* _MATERIAL FOR THE TASK_:
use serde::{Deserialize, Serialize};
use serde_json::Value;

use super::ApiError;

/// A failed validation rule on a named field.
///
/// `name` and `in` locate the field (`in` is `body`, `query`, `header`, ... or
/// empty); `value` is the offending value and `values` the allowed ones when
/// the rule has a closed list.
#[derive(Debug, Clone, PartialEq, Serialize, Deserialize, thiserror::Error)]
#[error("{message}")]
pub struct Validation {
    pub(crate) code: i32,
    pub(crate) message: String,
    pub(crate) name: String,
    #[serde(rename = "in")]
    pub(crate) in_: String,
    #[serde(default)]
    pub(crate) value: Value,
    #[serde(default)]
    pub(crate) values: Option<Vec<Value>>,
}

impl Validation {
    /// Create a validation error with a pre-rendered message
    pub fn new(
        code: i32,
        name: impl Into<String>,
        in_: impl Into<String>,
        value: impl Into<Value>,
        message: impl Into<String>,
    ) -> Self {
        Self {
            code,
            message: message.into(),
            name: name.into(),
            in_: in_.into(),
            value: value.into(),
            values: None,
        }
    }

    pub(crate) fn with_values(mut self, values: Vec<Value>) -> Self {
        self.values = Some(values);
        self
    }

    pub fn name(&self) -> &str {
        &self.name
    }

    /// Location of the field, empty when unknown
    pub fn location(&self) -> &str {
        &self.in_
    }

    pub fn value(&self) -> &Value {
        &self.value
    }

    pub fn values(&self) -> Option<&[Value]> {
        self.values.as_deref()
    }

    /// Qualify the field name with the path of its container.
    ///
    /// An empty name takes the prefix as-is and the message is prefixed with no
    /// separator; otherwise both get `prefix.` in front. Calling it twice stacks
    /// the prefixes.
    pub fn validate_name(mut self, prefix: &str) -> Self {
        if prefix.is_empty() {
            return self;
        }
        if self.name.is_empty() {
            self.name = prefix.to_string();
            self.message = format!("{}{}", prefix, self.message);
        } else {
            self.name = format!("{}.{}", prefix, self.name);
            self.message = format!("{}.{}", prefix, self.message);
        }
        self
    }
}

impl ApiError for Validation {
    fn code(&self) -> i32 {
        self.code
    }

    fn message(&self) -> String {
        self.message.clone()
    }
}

...

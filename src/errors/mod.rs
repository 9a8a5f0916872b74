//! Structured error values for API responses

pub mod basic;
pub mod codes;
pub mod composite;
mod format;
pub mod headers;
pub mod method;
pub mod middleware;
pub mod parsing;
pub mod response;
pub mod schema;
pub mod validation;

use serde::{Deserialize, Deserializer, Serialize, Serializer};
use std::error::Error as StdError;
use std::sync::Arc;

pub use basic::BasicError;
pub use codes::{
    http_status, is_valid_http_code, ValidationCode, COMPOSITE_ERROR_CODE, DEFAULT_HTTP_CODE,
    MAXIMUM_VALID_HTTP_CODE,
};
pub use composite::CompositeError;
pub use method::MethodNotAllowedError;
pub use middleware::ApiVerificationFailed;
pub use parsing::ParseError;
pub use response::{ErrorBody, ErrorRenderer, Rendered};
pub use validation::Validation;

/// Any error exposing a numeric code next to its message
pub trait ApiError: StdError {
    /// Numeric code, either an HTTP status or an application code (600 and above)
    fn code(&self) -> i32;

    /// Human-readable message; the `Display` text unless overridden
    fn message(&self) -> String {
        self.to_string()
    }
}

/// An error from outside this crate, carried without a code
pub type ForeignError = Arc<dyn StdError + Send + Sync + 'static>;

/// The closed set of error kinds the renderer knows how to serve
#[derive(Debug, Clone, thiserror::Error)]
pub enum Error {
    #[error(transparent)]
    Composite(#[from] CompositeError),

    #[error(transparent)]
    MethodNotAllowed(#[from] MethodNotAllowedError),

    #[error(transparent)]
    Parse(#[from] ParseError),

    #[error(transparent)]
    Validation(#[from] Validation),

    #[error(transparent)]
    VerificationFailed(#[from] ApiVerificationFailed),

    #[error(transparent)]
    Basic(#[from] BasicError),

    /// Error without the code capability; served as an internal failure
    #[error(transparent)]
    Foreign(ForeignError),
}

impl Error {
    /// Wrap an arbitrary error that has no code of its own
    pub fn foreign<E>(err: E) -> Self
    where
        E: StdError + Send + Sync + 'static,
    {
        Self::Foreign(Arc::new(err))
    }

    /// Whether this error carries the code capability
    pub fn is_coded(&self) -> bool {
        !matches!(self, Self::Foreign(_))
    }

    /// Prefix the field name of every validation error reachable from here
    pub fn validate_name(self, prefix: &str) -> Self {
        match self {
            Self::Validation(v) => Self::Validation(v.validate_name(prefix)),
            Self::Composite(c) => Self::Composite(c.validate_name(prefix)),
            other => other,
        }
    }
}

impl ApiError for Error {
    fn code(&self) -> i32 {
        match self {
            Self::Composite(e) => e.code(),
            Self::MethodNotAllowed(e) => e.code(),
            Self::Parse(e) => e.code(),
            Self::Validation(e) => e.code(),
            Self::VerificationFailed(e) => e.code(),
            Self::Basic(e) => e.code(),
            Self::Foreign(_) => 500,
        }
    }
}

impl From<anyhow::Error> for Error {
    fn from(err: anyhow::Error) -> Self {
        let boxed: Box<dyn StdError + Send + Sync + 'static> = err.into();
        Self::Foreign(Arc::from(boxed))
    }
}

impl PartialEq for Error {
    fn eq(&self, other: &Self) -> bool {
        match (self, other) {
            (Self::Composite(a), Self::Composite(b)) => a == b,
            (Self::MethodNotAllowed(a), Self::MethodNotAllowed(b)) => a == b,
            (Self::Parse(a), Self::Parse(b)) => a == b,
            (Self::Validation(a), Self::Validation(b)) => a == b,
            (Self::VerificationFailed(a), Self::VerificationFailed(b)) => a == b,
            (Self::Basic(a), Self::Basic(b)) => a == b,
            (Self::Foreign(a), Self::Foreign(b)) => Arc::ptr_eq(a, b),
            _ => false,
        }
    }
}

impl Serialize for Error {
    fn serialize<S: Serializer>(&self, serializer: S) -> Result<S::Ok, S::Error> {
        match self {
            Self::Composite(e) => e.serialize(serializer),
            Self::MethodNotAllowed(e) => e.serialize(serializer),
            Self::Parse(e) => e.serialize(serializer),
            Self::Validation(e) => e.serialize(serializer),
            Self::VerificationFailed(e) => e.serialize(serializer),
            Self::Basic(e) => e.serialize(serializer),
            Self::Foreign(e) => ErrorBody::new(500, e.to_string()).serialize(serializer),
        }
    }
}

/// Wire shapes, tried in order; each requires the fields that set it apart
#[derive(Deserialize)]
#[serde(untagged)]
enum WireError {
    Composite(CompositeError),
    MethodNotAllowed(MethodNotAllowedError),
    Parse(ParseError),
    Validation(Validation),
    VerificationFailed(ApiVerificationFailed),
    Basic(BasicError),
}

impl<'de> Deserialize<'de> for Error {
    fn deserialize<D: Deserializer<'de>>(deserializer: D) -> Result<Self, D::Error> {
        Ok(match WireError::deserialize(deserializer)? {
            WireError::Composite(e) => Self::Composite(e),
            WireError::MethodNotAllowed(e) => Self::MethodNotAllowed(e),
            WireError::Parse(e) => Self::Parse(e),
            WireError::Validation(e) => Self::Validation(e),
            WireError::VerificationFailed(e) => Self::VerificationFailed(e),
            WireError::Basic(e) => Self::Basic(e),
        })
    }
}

* _WHAT YOU WILL DO_: Retype, in the same exact form, the lines of the material above from the line holding "pub mod schema;" through the line holding "pub use middleware::ApiVerificationFailed;".

* _SOLUTION TO THIS PROBLEM_:
pub mod schema;
pub mod validation;

use serde::{Deserialize, Deserializer, Serialize, Serializer};
use std::error::Error as StdError;
use std::sync::Arc;

pub use basic::BasicError;
pub use codes::{
    http_status, is_valid_http_code, ValidationCode, COMPOSITE_ERROR_CODE, DEFAULT_HTTP_CODE,
    MAXIMUM_VALID_HTTP_CODE,
};
pub use composite::CompositeError;
pub use method::MethodNotAllowedError;
pub use middleware::ApiVerificationFailed;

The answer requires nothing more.